___ Task data ___
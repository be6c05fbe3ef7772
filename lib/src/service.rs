use std::{collections::BTreeMap, fmt, time::Duration};

use rand::{rngs::StdRng, Rng, SeedableRng};
use tokio::time::sleep;
use tracing::{error, info, instrument, warn};

use crate::{
    client::{parse_body, Client, Fetch, Identities},
    config::Config,
    error::{self, Error},
    extract, schedule, sheet,
    progress::Progress,
    targets,
    types::{Outcome, Target},
};

pub struct Service<F = Client, R = StdRng> {
    fetcher: F,
    identities: Identities,
    rng: R,
    config: Config,
}

impl Service {
    pub fn new(config: Config) -> Result<Self, Error> {
        let client = Client::new(&config.settings)?;
        Self::with_fetcher(config, client, StdRng::from_os_rng())
    }
}

impl<F: Fetch, R: Rng> Service<F, R> {
    /// Build a service around any fetcher and random source.
    pub fn with_fetcher(
        config: Config,
        fetcher: F,
        rng: R,
    ) -> Result<Self, Error> {
        let identities = Identities::new(&config.settings)?;
        Ok(Self {
            fetcher,
            identities,
            rng,
            config,
        })
    }

    /// Process every target once, in list order. Individual targets that
    /// fail are logged and counted, never propagated.
    #[instrument(skip_all)]
    pub async fn run(&mut self) -> Result<Summary, error::Run> {
        info!(
            targets_file = ?self.config.targets_file,
            output_file = ?self.config.output_file,
            today = %self.config.today,
            "Starting price run..."
        );

        let targets = targets::load(&self.config.targets_file)?;
        if targets.is_empty() {
            return Err(error::Run::NoTargets);
        }
        let row =
            schedule::row_for(self.config.today, self.config.settings.anchor)?;
        let date = schedule::date_label(self.config.today);

        let progress = Progress::new(targets.len() as u64);
        let mut summary = Summary {
            total: targets.len(),
            ..Summary::default()
        };
        for (idx, target) in targets.iter().enumerate() {
            progress.println(format!("Processing: {}", target.label));
            let outcome = match self.process(target, row, &date).await {
                Ok(num_samples) => {
                    progress.println(format!(
                        "Saved {num_samples} price(s) for {}",
                        target.label
                    ));
                    Outcome::Saved
                }
                Err(e) => {
                    error!(
                        error = %e,
                        label = %target.label,
                        "Skipping target"
                    );
                    progress.println(format!("Skipped {}: {e}", target.label));
                    Outcome::from(&e)
                }
            };
            summary.add(outcome);
            if idx + 1 < targets.len() {
                sleep(self.delay()).await;
            }
            progress.inc();
        }
        progress.finish();

        info!(%summary, "Finished price run");
        Ok(summary)
    }

    #[instrument(skip(self, target), err, fields(label = %target.label))]
    async fn process(
        &mut self,
        target: &Target,
        row: u32,
        date: &str,
    ) -> Result<usize, error::Target> {
        let headers = self.identities.pick(&mut self.rng);
        let body = self.fetcher.fetch(&target.url, headers).await?;
        let json = parse_body(&body)?;
        let samples = extract::samples(&json);
        if samples.is_empty() {
            warn!("No price data");
            return Err(error::Target::NoData);
        }
        let years: Vec<i32> = samples.iter().map(|s| s.year).collect();
        info!(?years, row, "Recording prices");
        sheet::record(
            &self.config.output_file,
            &target.label,
            row,
            date,
            &samples,
        )?;
        Ok(samples.len())
    }

    /// A random pause between targets, to keep the request rate down.
    fn delay(&mut self) -> Duration {
        let (min, max) = self.config.settings.delay_bounds();
        let secs = if max > min {
            self.rng.random_range(min..=max)
        } else {
            min
        };
        Duration::from_secs_f64(secs)
    }
}

/// What happened to each target in a run.
#[derive(Debug, Default, Clone, PartialEq, Eq)]
pub struct Summary {
    pub total: usize,
    pub outcomes: BTreeMap<Outcome, usize>,
}

impl Summary {
    fn add(&mut self, outcome: Outcome) {
        *self.outcomes.entry(outcome).or_default() += 1;
    }

    pub fn count(&self, outcome: Outcome) -> usize {
        self.outcomes.get(&outcome).copied().unwrap_or(0)
    }

    pub fn saved(&self) -> usize {
        self.count(Outcome::Saved)
    }
}

impl fmt::Display for Summary {
    fn fmt(&self, f: &mut fmt::Formatter<'_>) -> fmt::Result {
        write!(f, "saved {}/{} target(s)", self.saved(), self.total)?;
        let skipped: Vec<String> = self
            .outcomes
            .iter()
            .filter(|(outcome, _)| **outcome != Outcome::Saved)
            .map(|(outcome, n)| format!("{outcome}: {n}"))
            .collect();
        if !skipped.is_empty() {
            write!(f, ", skipped ({})", skipped.join(", "))?;
        }
        Ok(())
    }
}

#[cfg(test)]
mod tests {
    use std::{cell::RefCell, collections::HashMap, fs, path::Path};

    use chrono::NaiveDate;
    use reqwest::{header::HeaderMap, StatusCode};
    use url::Url;

    use super::*;
    use crate::{
        client::classify,
        config::{ConfigBuilder, Settings},
        sheet::{saved::style, Cell, Workbook},
    };

    const CAR_A_BODY: &str = r#"{"links":[
        {"value":"2023","avgPrice":21999.5},
        {"value":"2024","avgPrice":23500}
    ]}"#;

    enum Reply {
        Json(&'static str),
        Status(u16, &'static str),
        Timeout,
    }

    /// Answers from a fixed table and remembers every URL asked for.
    #[derive(Default)]
    struct Stub {
        replies: HashMap<String, Reply>,
        calls: RefCell<Vec<String>>,
    }

    impl Stub {
        fn reply(mut self, url: &str, reply: Reply) -> Self {
            self.replies.insert(url.to_string(), reply);
            self
        }
    }

    impl Fetch for Stub {
        async fn fetch(
            &self,
            url: &Url,
            _headers: HeaderMap,
        ) -> Result<String, error::Fetch> {
            self.calls.borrow_mut().push(url.to_string());
            match self.replies.get(url.as_str()) {
                Some(Reply::Json(body)) => {
                    classify(StatusCode::OK, body.to_string())
                }
                Some(Reply::Status(code, body)) => classify(
                    StatusCode::from_u16(*code).unwrap(),
                    body.to_string(),
                ),
                Some(Reply::Timeout) | None => Err(error::Fetch::Timeout),
            }
        }
    }

    fn car_a() -> Stub {
        Stub::default().reply("https://example.com/a", Reply::Json(CAR_A_BODY))
    }

    fn anchor() -> NaiveDate {
        Settings::default().anchor
    }

    fn service(
        dir: &Path,
        targets: &str,
        today: NaiveDate,
        stub: Stub,
    ) -> Service<Stub> {
        let targets_file = dir.join("car_urls.txt");
        fs::write(&targets_file, targets).unwrap();
        let config = ConfigBuilder::default()
            .targets_file(targets_file)
            .output_file(dir.join("Price_Puller.xlsx"))
            .today(today)
            .settings(Settings {
                min_delay_secs: 0.0,
                max_delay_secs: 0.0,
                ..Settings::default()
            })
            .build()
            .unwrap();
        Service::with_fetcher(config, stub, StdRng::seed_from_u64(1)).unwrap()
    }

    #[tokio::test]
    async fn records_prices_on_anchor_date() {
        let dir = tempfile::tempdir().unwrap();
        let targets = "Car A,https://example.com/a\n";
        let mut service = service(dir.path(), targets, anchor(), car_a());

        let summary = service.run().await.unwrap();
        assert_eq!(summary.saved(), 1);

        let output = dir.path().join("Price_Puller.xlsx");
        let workbook = Workbook::open(&output).unwrap();
        assert_eq!(workbook.sheet_names(), vec!["Car A"]);
        let sheet = workbook.sheet("Car A").unwrap();
        assert_eq!(
            sheet.row(1),
            vec![
                &Cell::Text("Date".into()),
                &Cell::Number(2023.0),
                &Cell::Number(2024.0)
            ]
        );
        assert_eq!(
            sheet.row(2),
            vec![
                &Cell::Text("22APR2025".into()),
                &Cell::Price(21999.5),
                &Cell::Price(23500.0)
            ]
        );
        assert!(style(&output, 1, "B1").bold);
        assert_eq!(
            style(&output, 1, "C2").num_format.as_deref(),
            Some(r##""$"#,##0.00"##)
        );
    }

    #[tokio::test]
    async fn failed_target_does_not_stop_the_batch() {
        let dir = tempfile::tempdir().unwrap();
        let stub = Stub::default()
            .reply("https://example.com/a", Reply::Timeout)
            .reply("https://example.com/b", Reply::Json(CAR_A_BODY));
        let mut service = service(
            dir.path(),
            "Car A,https://example.com/a\nCar B,https://example.com/b\n",
            anchor(),
            stub,
        );

        let summary = service.run().await.unwrap();
        assert_eq!(summary.total, 2);
        assert_eq!(summary.saved(), 1);
        assert_eq!(summary.count(Outcome::Timeout), 1);

        let output = dir.path().join("Price_Puller.xlsx");
        let workbook = Workbook::open(&output).unwrap();
        assert_eq!(workbook.sheet_names(), vec!["Car B"]);
    }

    #[tokio::test]
    async fn rerun_on_same_day_overwrites_same_row() {
        let dir = tempfile::tempdir().unwrap();
        let output = dir.path().join("Price_Puller.xlsx");
        let today = anchor() + chrono::Days::new(3);
        let targets = "Car A,https://example.com/a\n";

        service(dir.path(), targets, today, car_a()).run().await.unwrap();
        let first = Workbook::open(&output).unwrap();

        service(dir.path(), targets, today, car_a()).run().await.unwrap();
        let second = Workbook::open(&output).unwrap();

        assert_eq!(first, second);
        assert_eq!(second.sheet("Car A").unwrap().max_row(), 5);
    }

    #[tokio::test]
    async fn blocked_and_empty_responses_write_nothing() {
        let dir = tempfile::tempdir().unwrap();
        let stub = Stub::default()
            .reply(
                "https://example.com/a",
                Reply::Status(200, "<HTML><body>are you a robot?"),
            )
            .reply(
                "https://example.com/b",
                Reply::Status(403, r#"{"error":"forbidden"}"#),
            )
            .reply("https://example.com/c", Reply::Json(r#"{"links":[]}"#))
            .reply("https://example.com/d", Reply::Json("not json"));
        let targets = [
            "A,https://example.com/a",
            "B,https://example.com/b",
            "C,https://example.com/c",
            "D,https://example.com/d",
        ]
        .join("\n");
        let mut service = service(dir.path(), &targets, anchor(), stub);

        let summary = service.run().await.unwrap();
        assert_eq!(summary.saved(), 0);
        assert_eq!(summary.count(Outcome::Blocked), 1);
        assert_eq!(summary.count(Outcome::HttpStatus), 1);
        assert_eq!(summary.count(Outcome::NoData), 1);
        assert_eq!(summary.count(Outcome::InvalidJson), 1);
        assert!(!dir.path().join("Price_Puller.xlsx").exists());
    }

    #[tokio::test]
    async fn missing_target_list_aborts_cleanly() {
        let dir = tempfile::tempdir().unwrap();
        let mut service = service(dir.path(), "", anchor(), Stub::default());
        service.config.targets_file = dir.path().join("nope.txt");
        assert!(matches!(
            service.run().await,
            Err(error::Run::TargetList(_))
        ));
    }

    #[tokio::test]
    async fn empty_target_list_is_nothing_to_do() {
        let dir = tempfile::tempdir().unwrap();
        let mut service =
            service(dir.path(), "# nothing yet\n\n", anchor(), Stub::default());
        assert!(matches!(service.run().await, Err(error::Run::NoTargets)));
    }

    #[tokio::test]
    async fn run_before_anchor_fetches_nothing() {
        let dir = tempfile::tempdir().unwrap();
        let today = anchor() - chrono::Days::new(1);
        let targets = "Car A,https://example.com/a\n";
        let mut service =
            service(dir.path(), targets, today, Stub::default());
        assert!(matches!(service.run().await, Err(error::Run::Schedule(_))));
        assert!(service.fetcher.calls.borrow().is_empty());
    }

    #[test]
    fn summary_lists_skipped_kinds() {
        let mut summary = Summary {
            total: 3,
            ..Summary::default()
        };
        summary.add(Outcome::Saved);
        summary.add(Outcome::Timeout);
        summary.add(Outcome::NoData);
        assert_eq!(
            summary.to_string(),
            "saved 1/3 target(s), skipped (timeout: 1, no_data: 1)"
        );
    }
}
___
● The task: Search the records above for the string "HeaderMap" and copy each line that holds it.

● Exercise response:
    use reqwest::{header::HeaderMap, StatusCode};
            _headers: HeaderMap,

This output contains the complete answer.